By Brandi Vincent, Staff Correspondent, Nextgov
March 22, 2019
To better defend America’s critical infrastructure, there needs to be a paradigm shift toward establishing stronger public-private partnerships, federal leaders said Thursday.
“We’ve heard for a very long time this notion of ‘whole of government,’ or a ‘whole of government response,’” retired Lt. Gen. Reynold Hoover told attendees of the Association for Federal Information Resources Management’s Cybersecurity Summit in Washington. “But I would argue that it’s not ‘whole of government’ anymore because a catastrophic event on our critical infrastructure is going to require a ‘whole of nation’ response. And that cuts across the local community, state community, the counties involved, the federal government and all the agencies and departments.”
Hoover said working across all sectors and as special assistant for homeland security to President George W. Bush during such a transformative era for technology forced him to realize that it’s time to think differently about how to plan, exercise and carry out the defense of America’s critical infrastructure.

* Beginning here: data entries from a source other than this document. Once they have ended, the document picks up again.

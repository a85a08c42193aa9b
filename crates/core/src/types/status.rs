//! Status and role enums.
//!
//! # Queue entry state machine
//!
//! ```text
//! waiting ──► in_service ──► done
//!    │
//!    └──────► cancelled
//! ```
//!
//! `done` and `cancelled` are terminal. Nothing leads back to `waiting`.

use serde::{Deserialize, Serialize};

/// Status of a queue entry.
#[derive(Debug, Clone, Copy, PartialEq, Eq, Hash, Serialize, Deserialize, Default)]
#[cfg_attr(feature = "postgres", derive(sqlx::Type))]
#[cfg_attr(
    feature = "postgres",
    sqlx(type_name = "queue_status", rename_all = "snake_case")
)]
#[serde(rename_all = "snake_case")]
pub enum QueueStatus {
    /// In line, not yet called.
    #[default]
    Waiting,
    /// Sitting in the barber's chair.
    InService,
    /// Served.
    Done,
    /// Left the line before being served.
    Cancelled,
}

/// Error returned for a status move the state machine does not allow.
#[derive(thiserror::Error, Debug, Clone, Copy, PartialEq, Eq)]
#[error("cannot move queue entry from {from} to {to}")]
pub struct TransitionError {
    /// Current status.
    pub from: QueueStatus,
    /// Requested status.
    pub to: QueueStatus,
}

impl QueueStatus {
    /// Whether the entry is still in line or being served.
    #[must_use]
    pub const fn is_active(self) -> bool {
        matches!(self, Self::Waiting | Self::InService)
    }

    /// Whether `self → next` is an allowed move.
    #[must_use]
    pub const fn can_transition_to(self, next: Self) -> bool {
        matches!(
            (self, next),
            (Self::Waiting, Self::InService | Self::Cancelled) | (Self::InService, Self::Done)
        )
    }

    /// Validate a move, returning the new status.
    ///
    /// # Errors
    ///
    /// Returns [`TransitionError`] when the move is not allowed.
    pub const fn transition(self, next: Self) -> Result<Self, TransitionError> {
        if self.can_transition_to(next) {
            Ok(next)
        } else {
            Err(TransitionError {
                from: self,
                to: next,
            })
        }
    }

    /// Database/wire spelling.
    #[must_use]
    pub const fn as_str(self) -> &'static str {
        match self {
            Self::Waiting => "waiting",
            Self::InService => "in_service",
            Self::Done => "done",
            Self::Cancelled => "cancelled",
        }
    }
}

impl std::fmt::Display for QueueStatus {
    fn fmt(&self, f: &mut std::fmt::Formatter<'_>) -> std::fmt::Result {
        f.write_str(self.as_str())
    }
}

impl std::str::FromStr for QueueStatus {
    type Err = String;

    fn from_str(s: &str) -> Result<Self, Self::Err> {
        match s {
            "waiting" => Ok(Self::Waiting),
            "in_service" => Ok(Self::InService),
            "done" => Ok(Self::Done),
            "cancelled" => Ok(Self::Cancelled),
            _ => Err(format!("invalid queue status: {s}")),
        }
    }
}

/// Role of a person record.
#[derive(Debug, Clone, Copy, PartialEq, Eq, Hash, Serialize, Deserialize)]
#[cfg_attr(feature = "postgres", derive(sqlx::Type))]
#[cfg_attr(
    feature = "postgres",
    sqlx(type_name = "person_role", rename_all = "snake_case")
)]
#[serde(rename_all = "snake_case")]
pub enum PersonRole {
    /// Joins queues; addressed by phone.
    Client,
    /// Owns and manages one queue; addressed by email.
    Barber,
}

impl std::fmt::Display for PersonRole {
    fn fmt(&self, f: &mut std::fmt::Formatter<'_>) -> std::fmt::Result {
        match self {
            Self::Client => write!(f, "client"),
            Self::Barber => write!(f, "barber"),
        }
    }
}

#[cfg(test)]
#[allow(clippy::unwrap_used)]
mod tests {
    use super::*;

    const ALL: [QueueStatus; 4] = [
        QueueStatus::Waiting,
        QueueStatus::InService,
        QueueStatus::Done,
        QueueStatus::Cancelled,
    ];

    #[test]
    fn test_allowed_transitions() {
        let allowed: Vec<_> = ALL
            .iter()
            .flat_map(|from| ALL.iter().map(move |to| (*from, *to)))
            .filter(|(from, to)| from.can_transition_to(*to))
            .collect();

        assert_eq!(
            allowed,
            vec![
                (QueueStatus::Waiting, QueueStatus::InService),
                (QueueStatus::Waiting, QueueStatus::Cancelled),
                (QueueStatus::InService, QueueStatus::Done),
            ]
        );
    }

    #[test]
    fn test_nothing_returns_to_waiting() {
        for from in ALL {
            assert!(!from.can_transition_to(QueueStatus::Waiting));
        }
    }

    #[test]
    fn test_terminal_states_are_final() {
        for from in [QueueStatus::Done, QueueStatus::Cancelled] {
            assert!(!from.is_active());
            for to in ALL {
                assert!(from.transition(to).is_err());
            }
        }
    }

    #[test]
    fn test_transition_error_message() {
        let err = QueueStatus::Waiting
            .transition(QueueStatus::Done)
            .unwrap_err();
        assert_eq!(err.to_string(), "cannot move queue entry from waiting to done");
    }

    #[test]
    fn test_wire_spelling_round_trips() {
        for status in ALL {
            assert_eq!(status.as_str().parse::<QueueStatus>().unwrap(), status);
            let json = serde_json::to_string(&status).unwrap();
            assert_eq!(json, format!("\"{}\"", status.as_str()));
        }
        assert!("em_atendimento".parse::<QueueStatus>().is_err());
    }

    #[test]
    fn test_active_set() {
        assert!(QueueStatus::Waiting.is_active());
        assert!(QueueStatus::InService.is_active());
        assert!(!QueueStatus::Done.is_active());
        assert!(!QueueStatus::Cancelled.is_active());
        assert_eq!(QueueStatus::default(), QueueStatus::Waiting);
    }
}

“When we think about the cyber threat, it is from a determined adversary. So whatever your business is, you can’t do it alone,” Hoover said. “We cannot spend our way into cyber defense, we can’t build a castle wall and expect to defend in depth anymore, we have to do it in partnership.”
He said organizations like AFFIRM are important because they have the ability to bring public and private sectors together to “think about those challenges.”
Others panelists also agreed that enhancing information sharing across all sectors is vital to ensure that appropriate securities are in place as the nation adopts 5G and the internet of things continues to proliferate.
New York Power Authority’s Chief Information Security Officer and Vice President of Critical Secure Services Kenneth Carnes said his team has been actively working to build fiercer communication channels with individual agencies and key players in the financial and other sectors.
“I think that that preparedness is something that has to be done now,” Carnes said. He added that there are certain conversations they all have sooner, not later, “to make sure it postulates into the environment to give you that proactive threat defense” when a dangerous disruption comes.
Retired Maj. Gen. Joseph Brendler, who also served as the U.S. Cyber Command’s Chief of Staff, said partnerships between federal agencies are continuing to improve. “And I think there’s room for innovative ideas around public-private partnerships and roles and responsibilities on both sides,” Brendler said.
The panelists agreed that fortifying communication channels and unifying the public and private sectors to enhance infrastructure security is more important now than ever.
“We have not seen a time when I think we have been under such a geopolitical threat that we are facing right now. We are being challenged in every domain: air, ground, sea, cyber, every domain from a very determined adversary,” Hoover said. “And when we think about our critical infrastructure owners and operators, they are faced against a very determined adversary, whether its Russia, China, North Korea or Iran. So they need our help.”